BACKGROUND AND OBJECTIVE

This in vivo study examines the validity of using fluorescence measurements of laser-induced release of temperature-sensitive, liposome-encapsulated dye for real-time monitoring of temperature and for prediction of tissue thermal damage.

STUDY DESIGN/MATERIALS AND METHODS: An in vivo study is performed in rat liver after i.v. injection of liposomes loaded with a fluorescent dye and i.v. injection of indocyanine green (ICG) for diode laser potentiation. Temperature-sensitive liposomes (DSPC: Di-Stearoyl-Phosphatidyl-Choline) are loaded with 5,6-carboxyfluorescein (5,6-CF).
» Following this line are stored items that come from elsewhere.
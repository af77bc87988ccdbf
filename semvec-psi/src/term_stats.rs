//! Term admission and global weighting.
//!
//! [`TermStats`] is the contract the trainer consults for every term;
//! [`CorpusTermStats`] computes it once from a [`PredicationIndex`] and a
//! [`PsiConfig`].
//!
//! ```text
//! field      | stopwords | non-alpha cap | min length | frequency window
//! -----------+-----------+---------------+------------+-----------------
//! subject    | yes       | yes           | yes        | yes
//! object     | yes       | yes           | yes        | yes
//! predicate  | yes       | no            | 1          | no
//! ```

use std::collections::{BTreeSet, HashMap};

use crate::config::{FilterConfig, PsiConfig, TermWeight};
use crate::error::{PsiError, Result};
use crate::index::{Field, PredicationIndex};

/// Admission test and global weight per field and term.
pub trait TermStats {
    /// Whether `term` may enter the vocabulary of `field`.
    fn admit(&self, field: Field, term: &str) -> bool;

    /// Non-negative multiplier applied to the term's contributions.
    fn global_weight(&self, field: Field, term: &str) -> f32;
}

#[derive(Debug, Clone, Copy)]
struct TermEntry {
    frequency: u64,
    weight: f32,
}

/// Term statistics computed from an indexed corpus.
#[derive(Debug, Clone)]
pub struct CorpusTermStats {
    filter: FilterConfig,
    stopwords: BTreeSet<String>,
    scheme: TermWeight,
    entries: HashMap<Field, HashMap<String, TermEntry>>,
}

impl CorpusTermStats {
    /// Compute frequencies and weights for every term of every field.
    ///
    /// # Errors
    ///
    /// Returns an error if the stopword file cannot be read.
    pub fn from_index<I: PredicationIndex + ?Sized>(index: &I, config: &PsiConfig) -> Result<Self> {
        let stopwords = config.filter.resolve_stopwords()?;
        let num_documents = index.num_documents();
        let mut entries = HashMap::new();

        for field in Field::ALL {
            let terms = match index.terms_for_field(field) {
                Ok(terms) => terms,
                Err(PsiError::NoTermsForField(_)) => Vec::new(),
                Err(e) => return Err(e),
            };
            let field_entries: HashMap<String, TermEntry> = terms
                .into_iter()
                .map(|term| {
                    let entry = TermEntry {
                        frequency: index.term_frequency(field, &term),
                        weight: weigh(index, config.term_weight, num_documents, field, &term),
                    };
                    (term, entry)
                })
                .collect();
            entries.insert(field, field_entries);
        }

        Ok(Self {
            filter: config.filter.clone(),
            stopwords,
            scheme: config.term_weight,
            entries,
        })
    }

    /// Total corpus frequency of `term` in `field` (0 if unseen).
    #[must_use]
    pub fn frequency(&self, field: Field, term: &str) -> u64 {
        self.entry(field, term).map_or(0, |e| e.frequency)
    }

    /// Resolved stopword set.
    #[must_use]
    pub fn stopwords(&self) -> &BTreeSet<String> {
        &self.stopwords
    }

    fn entry(&self, field: Field, term: &str) -> Option<&TermEntry> {
        self.entries.get(&field).and_then(|m| m.get(term))
    }
}

impl TermStats for CorpusTermStats {
    fn admit(&self, field: Field, term: &str) -> bool {
        if self.stopwords.contains(term) {
            return false;
        }
        if field == Field::Predicate {
            return !term.is_empty();
        }

        let nonalphabet = term.chars().filter(|c| !c.is_alphabetic()).count();
        if nonalphabet > self.filter.max_nonalphabet_chars {
            return false;
        }
        if term.chars().count() < self.filter.min_term_length {
            return false;
        }

        let frequency = self.frequency(field, term);
        frequency >= self.filter.min_frequency && frequency <= self.filter.max_frequency
    }

    fn global_weight(&self, field: Field, term: &str) -> f32 {
        match (self.scheme, self.entry(field, term)) {
            (TermWeight::None, _) => 1.0,
            (_, Some(entry)) => entry.weight,
            (_, None) => 0.0,
        }
    }
}

#[allow(clippy::cast_precision_loss, clippy::cast_possible_truncation)]
fn weigh<I: PredicationIndex + ?Sized>(
    index: &I,
    scheme: TermWeight,
    num_documents: usize,
    field: Field,
    term: &str,
) -> f32 {
    match scheme {
        TermWeight::None => 1.0,
        TermWeight::Idf => {
            let df = index.document_frequency(field, term);
            if df == 0 || num_documents == 0 {
                return 0.0;
            }
            (num_documents as f64 / df as f64).log10().max(0.0) as f32
        }
        TermWeight::LogEntropy => {
            if num_documents <= 1 {
                return 1.0;
            }
            let counts = index.document_term_frequencies(field, term);
            let global: f64 = counts.iter().map(|&c| f64::from(c)).sum();
            if global == 0.0 {
                return 0.0;
            }
            let entropy: f64 = counts
                .iter()
                .map(|&c| {
                    let p = f64::from(c) / global;
                    p * p.ln()
                })
                .sum();
            (1.0 + entropy / (num_documents as f64).ln()).max(0.0) as f32
        }
    }
}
These liposomes (1.5 ml solution) and ICG (1.5 ml solution-5mg/kg) are injected in adult male wistar rats. Two hours later, the liver is exposed and irradiated with a 0.8 W diode laser using pulses lasting from 1-6s (fluence ranging from 16-98 J/cm2). Simultaneously, the fluorescence emission is analysed with an ultrahigh sensitivity intensified camera.

RESULTS

The fluorescence intensity I(F) increases linearly from 18 J/cm2 up to 75 J/cm2. These fluences correspond to surface temperatures between 42 degrees C and 65 degrees C. The measurements appear to be highly reproducible. In this temperature range, the accuracy is +/- 3 degrees C. The maximum intensity is observed immediately after the laser is switched off. A decrease of the fluorescence intensity (27% in 20 minutes) is observed due to the 5,6-CF clearance. However, the ratio I(F)/I(BCK) (I(BCK): background fluorescence intensity) remains almost stable over this period of time and the determination of the temperature is still possible with good accuracy even 20 minutes after laser irradiation.

CONCLUSION

Real-time temperature monitoring by using fluorescence measurement of laser-induced release of liposome-encapsulated dye is clearly demonstrated. This procedure could conceivably prove useful for controlling the thermal coagulation of biological tissues.